The Kamitakatsu Shell Midden (上高津貝塚, Kamitakatsu kaizuka) is an archaeological site in the Shishitsuka, Kamitakatsu, and Nakatakatsu neighborhoods of the city of Tsuchiura, Ibaraki Prefecture, in the northern Kantō region of Japan containing a late Jōmon period shell midden. The site was designated a National Historic Site in 1977.

==Overview==
During the early to middle Jōmon period (approximately 4000 to 2500 BC), sea levels were five to six meters higher than at present, and the ambient temperature was also 2 deg C higher. During this period, the Kantō region was inhabited by the Jōmon people, many of whom lived in coastal settlements. The middens associated with such settlements contain bone, botanical material, mollusc shells, sherds, lithics, and other artifacts and ecofacts associated with the now-vanished inhabitants, and these features, provide a useful source into the diets and habits of Jōmon society. Most of these middens are found along the Pacific coast of Japan.

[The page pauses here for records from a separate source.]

use serde::{Deserialize, Serialize};

use super::Snapshot;

#[derive(Debug, Clone, PartialEq, Eq, thiserror::Error)]
pub enum HistoryError {
    #[error("currentIndex {index} is out of range for {len} snapshot(s)")]
    IndexOutOfRange { index: i64, len: usize },
}

/// Ordered snapshots of one file plus the position undo/redo moves through.
///
/// `current_index` is `None` when there is no position, which is written as
/// `-1` in session files.
#[derive(Debug, Clone, Default, PartialEq, Serialize, Deserialize)]
#[serde(try_from = "StoredFileHistory", into = "StoredFileHistory")]
pub struct FileHistory {
    snapshots: Vec<Snapshot>,
    current_index: Option<usize>,
}

/// Session file representation of a [`FileHistory`]
#[derive(Serialize, Deserialize)]
#[serde(rename_all = "camelCase")]
struct StoredFileHistory {
    snapshots: Vec<Snapshot>,
    current_index: i64,
}

impl TryFrom<StoredFileHistory> for FileHistory {
    type Error = HistoryError;

    fn try_from(stored: StoredFileHistory) -> Result<Self, Self::Error> {
        let len = stored.snapshots.len();
        let current_index = match stored.current_index {
            -1 => None,
            index if index >= 0 && (index as usize) < len => Some(index as usize),
            index => return Err(HistoryError::IndexOutOfRange { index, len }),
        };
        Ok(Self {
            snapshots: stored.snapshots,
            current_index,
        })
    }
}

impl From<FileHistory> for StoredFileHistory {
    fn from(history: FileHistory) -> Self {
        Self {
            current_index: history.current_index.map_or(-1, |index| index as i64),
            snapshots: history.snapshots,
        }
    }
}

impl FileHistory {
    pub fn new() -> Self {
        Self::default()
    }

    pub fn snapshots(&self) -> &[Snapshot] {
        &self.snapshots
    }

    pub fn current_index(&self) -> Option<usize> {
        self.current_index
    }

    /// The snapshot the editor is currently showing, if any
    pub fn current(&self) -> Option<&Snapshot> {
        self.current_index.and_then(|index| self.snapshots.get(index))
    }

    pub fn len(&self) -> usize {
        self.snapshots.len()
    }

    pub fn is_empty(&self) -> bool {
        self.snapshots.is_empty()
    }

    pub fn can_undo(&self) -> bool {
        matches!(self.current_index, Some(index) if index > 0)
    }

    pub fn can_redo(&self) -> bool {
        self.redo_target().is_some()
    }

    /// Append a snapshot after the current position.
    ///
    /// Anything after the current position is discarded first, so a new edit
    /// after an undo drops the redo branch. With `max_snapshots` set the oldest
    /// snapshots are evicted to stay within the cap.
    pub fn push(&mut self, snapshot: Snapshot, max_snapshots: Option<usize>) -> &Snapshot {
        let keep = self.current_index.map_or(0, |index| index + 1);
        if keep < self.snapshots.len() {
            log::debug!(
                "Discarding {} redo snapshot(s) after index {keep}",
                self.snapshots.len() - keep
            );
            self.snapshots.truncate(keep);
        }

        self.snapshots.push(snapshot);

        if let Some(max) = max_snapshots
            && self.snapshots.len() > max.max(1)
        {
            let excess = self.snapshots.len() - max.max(1);
            log::debug!("Evicting {excess} oldest snapshot(s) to stay within {max}");
            self.snapshots.drain(..excess);
        }

        let last = self.snapshots.len() - 1;
        self.current_index = Some(last);
        &self.snapshots[last]
    }

    /// Step back one snapshot; `None` when already at the earliest
    pub fn undo(&mut self) -> Option<&Snapshot> {
        let index = self.current_index.filter(|&index| index > 0)? - 1;
        self.current_index = Some(index);
        self.snapshots.get(index)
    }

    /// Step forward one snapshot; `None` when already at the latest
    pub fn redo(&mut self) -> Option<&Snapshot> {
        let index = self.redo_target()?;
        self.current_index = Some(index);
        self.snapshots.get(index)
    }

    fn redo_target(&self) -> Option<usize> {
        let next = self.current_index.map_or(0, |index| index + 1);
        (next < self.snapshots.len()).then_some(next)
    }
}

The Kamitakatsu Shell Midden is located on the edge of the hill on the right bank of the Sakura River, which flows into the innermost part of Nishiura in Lake Kasumigaura, on the western outskirts of Tsuchiura City. The site has five shell mounds distributed across a flat surface forming a shell ring with a diameter of about 150 meters. In 1900, the first academic report on the site was published, but artifacts from the first archaeological excavation made in 1933 (which also revealed the site of the Jōmon period settlement) were lost in World War II. New excavations were carried out in 1950, 1958, and 1959, and a large number of artifacts were uncovered. In addition to the expected shells of various species, stone axes, stone jewelry, stone rods, stone tools, bone needles, bone horn ornaments, clay figurines, and earthen plates were excavated. The shell layer is 1 to 1.5 meters thick and consists of both freshwater and seawater clams, with Yamato-shijimi clams predominating. By measuring the growth ring of the shells, it was found that about 70% of the shells were collected intensively from early spring to early summer, leading to the hypothesis that a large number were processed as dried seafood, either for storage or as a trade good for inland settlements.

The site is open to the public as the Kamikotsu Kaizuka Hometown History Plaza (上高津貝塚ふるさと歴史の広場, Kamitakatsu Kaizuka furusato rekishi no hiroba) with a museum and reconstructions of pit dwellings. The site is located at "Tsuchiura Yōgogakkōmae" bus stop on the Kanto Railway bus from Tsuchiura Station on the JR East Joban Line.